## YOUR ASSIGNMENT
All the data should be printed again exactly as written.

Start of INFORMATION GIVEN

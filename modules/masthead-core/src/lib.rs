pub mod categories;
pub mod config;
pub mod display;
pub mod error;
pub mod feed;
pub mod text;

pub use categories::Category;
pub use config::Config;
pub use display::{DisplayEssay, DisplayPost};
pub use error::{MastheadError, Result};
pub use feed::{Feed, FeedPage, PostSource};
pub mod error;
pub mod types;

pub use error::{Result, WordPressError};
pub use types::{Embedded, FeaturedMedia, ProxiedResponse, RemotePost, Rendered, Term};

use std::time::Duration;

const REQUEST_TIMEOUT: Duration = Duration::from_secs(10);

pub struct WordPressClient {
    client: reqwest::Client,
    base_url: String,
}

impl WordPressClient {
    /// Create a client for a WordPress site. `base_url` is the site root,
    /// with or without a trailing slash.
    pub fn new(base_url: impl Into<String>) -> Result<Self> {
        let client = reqwest::Client::builder()
            .timeout(REQUEST_TIMEOUT)
            .build()?;
        Ok(Self {
            client,
            base_url: base_url.into().trim_end_matches('/').to_string(),
        })
    }

    fn posts_url(&self, category_id: u32, page: u32, per_page: u32) -> String {
        format!(
            "{}/wp-json/wp/v2/posts?_embed&status=publish&categories={}&per_page={}&page={}&orderby=date&order=desc",
            self.base_url, category_id, per_page, page
        )
    }

    fn slug_url(&self, slug: &str) -> String {
        format!("{}/wp-json/wp/v2/posts?_embed&slug={}", self.base_url, slug)
    }

    /// Fetch one page of published posts in a category, newest first, with
    /// media and terms embedded. A 400 response is the API's signal that the
    /// page is past the end of the result set and maps to
    /// `WordPressError::PageOutOfRange`.
    pub async fn list_posts(
        &self,
        category_id: u32,
        page: u32,
        per_page: u32,
    ) -> Result<Vec<RemotePost>> {
        let url = self.posts_url(category_id, page, per_page);
        tracing::debug!(category_id, page, per_page, "Fetching posts page");

        let resp = self.client.get(&url).send().await?;
        let status = resp.status();

        if !status.is_success() {
            let body = resp.text().await.unwrap_or_default();
            if status.as_u16() == 400 {
                tracing::debug!(category_id, page, "Page beyond available range");
            } else {
                tracing::warn!(status = status.as_u16(), "Posts request failed");
            }
            return Err(decode_error_status(status.as_u16(), body));
        }

        let body = resp.text().await?;
        Ok(parse_posts_body(&body))
    }

    /// Look up a single post by slug. An empty result array means no post
    /// carries that slug.
    pub async fn get_post_by_slug(&self, slug: &str) -> Result<Option<RemotePost>> {
        let url = self.slug_url(slug);
        tracing::debug!(slug, "Fetching post by slug");

        let resp = self.client.get(&url).send().await?;
        let status = resp.status();
        if !status.is_success() {
            let body = resp.text().await.unwrap_or_default();
            tracing::warn!(status = status.as_u16(), slug, "Slug lookup failed");
            return Err(WordPressError::Api {
                status: status.as_u16(),
                message: body,
            });
        }

        let body = resp.text().await?;
        Ok(parse_posts_body(&body).into_iter().next())
    }

    /// Forward an arbitrary path (with query) under the site root and return
    /// the raw response. Upstream status and content-type pass through; only
    /// transport failures surface as errors.
    pub async fn forward(&self, path_and_query: &str) -> Result<ProxiedResponse> {
        let url = format!(
            "{}/{}",
            self.base_url,
            path_and_query.trim_start_matches('/')
        );
        tracing::debug!(url, "Forwarding request to content source");

        let resp = self.client.get(&url).send().await?;
        let status = resp.status().as_u16();
        let content_type = resp
            .headers()
            .get(reqwest::header::CONTENT_TYPE)
            .and_then(|v| v.to_str().ok())
            .map(String::from);
        let body = resp.bytes().await?.to_vec();

        Ok(ProxiedResponse {
            status,
            content_type,
            body,
        })
    }
}

/// Map a non-success posts response to an error. 400 is the API's documented
/// signal for a page past the end of the result set, not a generic failure.
fn decode_error_status(status: u16, body: String) -> WordPressError {
    if status == 400 {
        WordPressError::PageOutOfRange
    } else {
        WordPressError::Api {
            status,
            message: body,
        }
    }
}

/// Parse a posts response body leniently: a non-array body is zero results,
/// and an array element that fails to deserialize is skipped rather than
/// failing the whole page.
fn parse_posts_body(body: &str) -> Vec<RemotePost> {
    let value: serde_json::Value = match serde_json::from_str(body) {
        Ok(v) => v,
        Err(e) => {
            tracing::warn!(error = %e, "Posts response is not valid JSON");
            return Vec::new();
        }
    };

    let Some(items) = value.as_array() else {
        tracing::warn!("Posts response is not an array");
        return Vec::new();
    };

    items
        .iter()
        .filter_map(|item| match serde_json::from_value(item.clone()) {
            Ok(post) => Some(post),
            Err(e) => {
                tracing::warn!(error = %e, "Skipping malformed post");
                None
            }
        })
        .collect()
}

#[cfg(test)]
mod tests {
    use super::*;

    #[test]
    fn builds_posts_url() {
        let client = WordPressClient::new("https://cms.example.com/").unwrap();
        assert_eq!(
            client.posts_url(17, 2, 12),
            "https://cms.example.com/wp-json/wp/v2/posts?_embed&status=publish&categories=17&per_page=12&page=2&orderby=date&order=desc"
        );
    }

    #[test]
    fn builds_slug_url() {
        let client = WordPressClient::new("https://cms.example.com").unwrap();
        assert_eq!(
            client.slug_url("on-writing"),
            "https://cms.example.com/wp-json/wp/v2/posts?_embed&slug=on-writing"
        );
    }

    #[test]
    fn status_400_decodes_as_page_out_of_range() {
        let err = decode_error_status(
            400,
            r#"{"code": "rest_post_invalid_page_number"}"#.to_string(),
        );
        assert!(matches!(err, WordPressError::PageOutOfRange));
    }

    #[test]
    fn other_error_statuses_decode_as_api_errors() {
        match decode_error_status(503, "maintenance".to_string()) {
            WordPressError::Api { status, message } => {
                assert_eq!(status, 503);
                assert_eq!(message, "maintenance");
            }
            other => panic!("unexpected error: {other:?}"),
        }
    }

    #[test]
    fn parses_posts_array() {
        let posts = parse_posts_body(r#"[{"id": 1, "slug": "a"}, {"id": 2, "slug": "b"}]"#);
        assert_eq!(posts.len(), 2);
        assert_eq!(posts[1].slug, "b");
    }

    #[test]
    fn non_array_body_is_zero_results() {
        assert!(parse_posts_body(r#"{"code": "rest_invalid"}"#).is_empty());
        assert!(parse_posts_body("not json at all").is_empty());
    }

    #[test]
    fn skips_malformed_elements() {
        let posts = parse_posts_body(r#"[{"id": 1}, "just a string", {"id": 3}]"#);
        assert_eq!(posts.len(), 2);
        assert_eq!(posts[0].id, 1);
        assert_eq!(posts[1].id, 3);
    }
}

End of INFORMATION GIVEN

## TASK RESULT
filename modules/masthead-core/src/lib.rs
pub mod categories;
pub mod config;
pub mod display;
pub mod error;
pub mod feed;
pub mod text;

pub use categories::Category;
pub use config::Config;
pub use display::{DisplayEssay, DisplayPost};
pub use error::{MastheadError, Result};
pub use feed::{Feed, FeedPage, PostSource};
pub mod error;
pub mod types;

pub use error::{Result, WordPressError};
pub use types::{Embedded, FeaturedMedia, ProxiedResponse, RemotePost, Rendered, Term};

use std::time::Duration;

const REQUEST_TIMEOUT: Duration = Duration::from_secs(10);

pub struct WordPressClient {
    client: reqwest::Client,
    base_url: String,
}

impl WordPressClient {
    /// Create a client for a WordPress site. `base_url` is the site root,
    /// with or without a trailing slash.
    pub fn new(base_url: impl Into<String>) -> Result<Self> {
        let client = reqwest::Client::builder()
            .timeout(REQUEST_TIMEOUT)
            .build()?;
        Ok(Self {
            client,
            base_url: base_url.into().trim_end_matches('/').to_string(),
        })
    }

    fn posts_url(&self, category_id: u32, page: u32, per_page: u32) -> String {
        format!(
            "{}/wp-json/wp/v2/posts?_embed&status=publish&categories={}&per_page={}&page={}&orderby=date&order=desc",
            self.base_url, category_id, per_page, page
        )
    }

    fn slug_url(&self, slug: &str) -> String {
        format!("{}/wp-json/wp/v2/posts?_embed&slug={}", self.base_url, slug)
    }

    /// Fetch one page of published posts in a category, newest first, with
    /// media and terms embedded. A 400 response is the API's signal that the
    /// page is past the end of the result set and maps to
    /// `WordPressError::PageOutOfRange`.
    pub async fn list_posts(
        &self,
        category_id: u32,
        page: u32,
        per_page: u32,
    ) -> Result<Vec<RemotePost>> {
        let url = self.posts_url(category_id, page, per_page);
        tracing::debug!(category_id, page, per_page, "Fetching posts page");

        let resp = self.client.get(&url).send().await?;
        let status = resp.status();

        if !status.is_success() {
            let body = resp.text().await.unwrap_or_default();
            if status.as_u16() == 400 {
                tracing::debug!(category_id, page, "Page beyond available range");
            } else {
                tracing::warn!(status = status.as_u16(), "Posts request failed");
            }
            return Err(decode_error_status(status.as_u16(), body));
        }

        let body = resp.text().await?;
        Ok(parse_posts_body(&body))
    }

    /// Look up a single post by slug. An empty result array means no post
    /// carries that slug.
    pub async fn get_post_by_slug(&self, slug: &str) -> Result<Option<RemotePost>> {
        let url = self.slug_url(slug);
        tracing::debug!(slug, "Fetching post by slug");

        let resp = self.client.get(&url).send().await?;
        let status = resp.status();
        if !status.is_success() {
            let body = resp.text().await.unwrap_or_default();
            tracing::warn!(status = status.as_u16(), slug, "Slug lookup failed");
            return Err(WordPressError::Api {
                status: status.as_u16(),
                message: body,
            });
        }

        let body = resp.text().await?;
        Ok(parse_posts_body(&body).into_iter().next())
    }

    /// Forward an arbitrary path (with query) under the site root and return
    /// the raw response. Upstream status and content-type pass through; only
    /// transport failures surface as errors.
    pub async fn forward(&self, path_and_query: &str) -> Result<ProxiedResponse> {
        let url = format!(
            "{}/{}",
            self.base_url,
            path_and_query.trim_start_matches('/')
        );
        tracing::debug!(url, "Forwarding request to content source");

        let resp = self.client.get(&url).send().await?;
        let status = resp.status().as_u16();
        let content_type = resp
            .headers()
            .get(reqwest::header::CONTENT_TYPE)
            .and_then(|v| v.to_str().ok())
            .map(String::from);
        let body = resp.bytes().await?.to_vec();

        Ok(ProxiedResponse {
            status,
            content_type,
            body,
        })
    }
}

/// Map a non-success posts response to an error. 400 is the API's documented
/// signal for a page past the end of the result set, not a generic failure.
fn decode_error_status(status: u16, body: String) -> WordPressError {
    if status == 400 {
        WordPressError::PageOutOfRange
    } else {
        WordPressError::Api {
            status,
            message: body,
        }
    }
}

/// Parse a posts response body leniently: a non-array body is zero results,
/// and an array element that fails to deserialize is skipped rather than
/// failing the whole page.
fn parse_posts_body(body: &str) -> Vec<RemotePost> {
    let value: serde_json::Value = match serde_json::from_str(body) {
        Ok(v) => v,
        Err(e) => {
            tracing::warn!(error = %e, "Posts response is not valid JSON");
            return Vec::new();
        }
    };

    let Some(items) = value.as_array() else {
        tracing::warn!("Posts response is not an array");
        return Vec::new();
    };

    items
        .iter()
        .filter_map(|item| match serde_json::from_value(item.clone()) {
            Ok(post) => Some(post),
            Err(e) => {
                tracing::warn!(error = %e, "Skipping malformed post");
                None
            }
        })
        .collect()
}

#[cfg(test)]
mod tests {
    use super::*;

    #[test]
    fn builds_posts_url() {
        let client = WordPressClient::new("https://cms.example.com/").unwrap();
        assert_eq!(
            client.posts_url(17, 2, 12),
            "https://cms.example.com/wp-json/wp/v2/posts?_embed&status=publish&categories=17&per_page=12&page=2&orderby=date&order=desc"
        );
    }

    #[test]
    fn builds_slug_url() {
        let client = WordPressClient::new("https://cms.example.com").unwrap();
        assert_eq!(
            client.slug_url("on-writing"),
            "https://cms.example.com/wp-json/wp/v2/posts?_embed&slug=on-writing"
        );
    }

    #[test]
    fn status_400_decodes_as_page_out_of_range() {
        let err = decode_error_status(
            400,
            r#"{"code": "rest_post_invalid_page_number"}"#.to_string(),
        );
        assert!(matches!(err, WordPressError::PageOutOfRange));
    }

    #[test]
    fn other_error_statuses_decode_as_api_errors() {
        match decode_error_status(503, "maintenance".to_string()) {
            WordPressError::Api { status, message } => {
                assert_eq!(status, 503);
                assert_eq!(message, "maintenance");
            }
            other => panic!("unexpected error: {other:?}"),
        }
    }

    #[test]
    fn parses_posts_array() {
        let posts = parse_posts_body(r#"[{"id": 1, "slug": "a"}, {"id": 2, "slug": "b"}]"#);
        assert_eq!(posts.len(), 2);
        assert_eq!(posts[1].slug, "b");
    }

    #[test]
    fn non_array_body_is_zero_results() {
        assert!(parse_posts_body(r#"{"code": "rest_invalid"}"#).is_empty());
        assert!(parse_posts_body("not json at all").is_empty());
    }

    #[test]
    fn skips_malformed_elements() {
        let posts = parse_posts_body(r#"[{"id": 1}, "just a string", {"id": 3}]"#);
        assert_eq!(posts.len(), 2);
        assert_eq!(posts[0].id, 1);
        assert_eq!(posts[1].id, 3);
    }
}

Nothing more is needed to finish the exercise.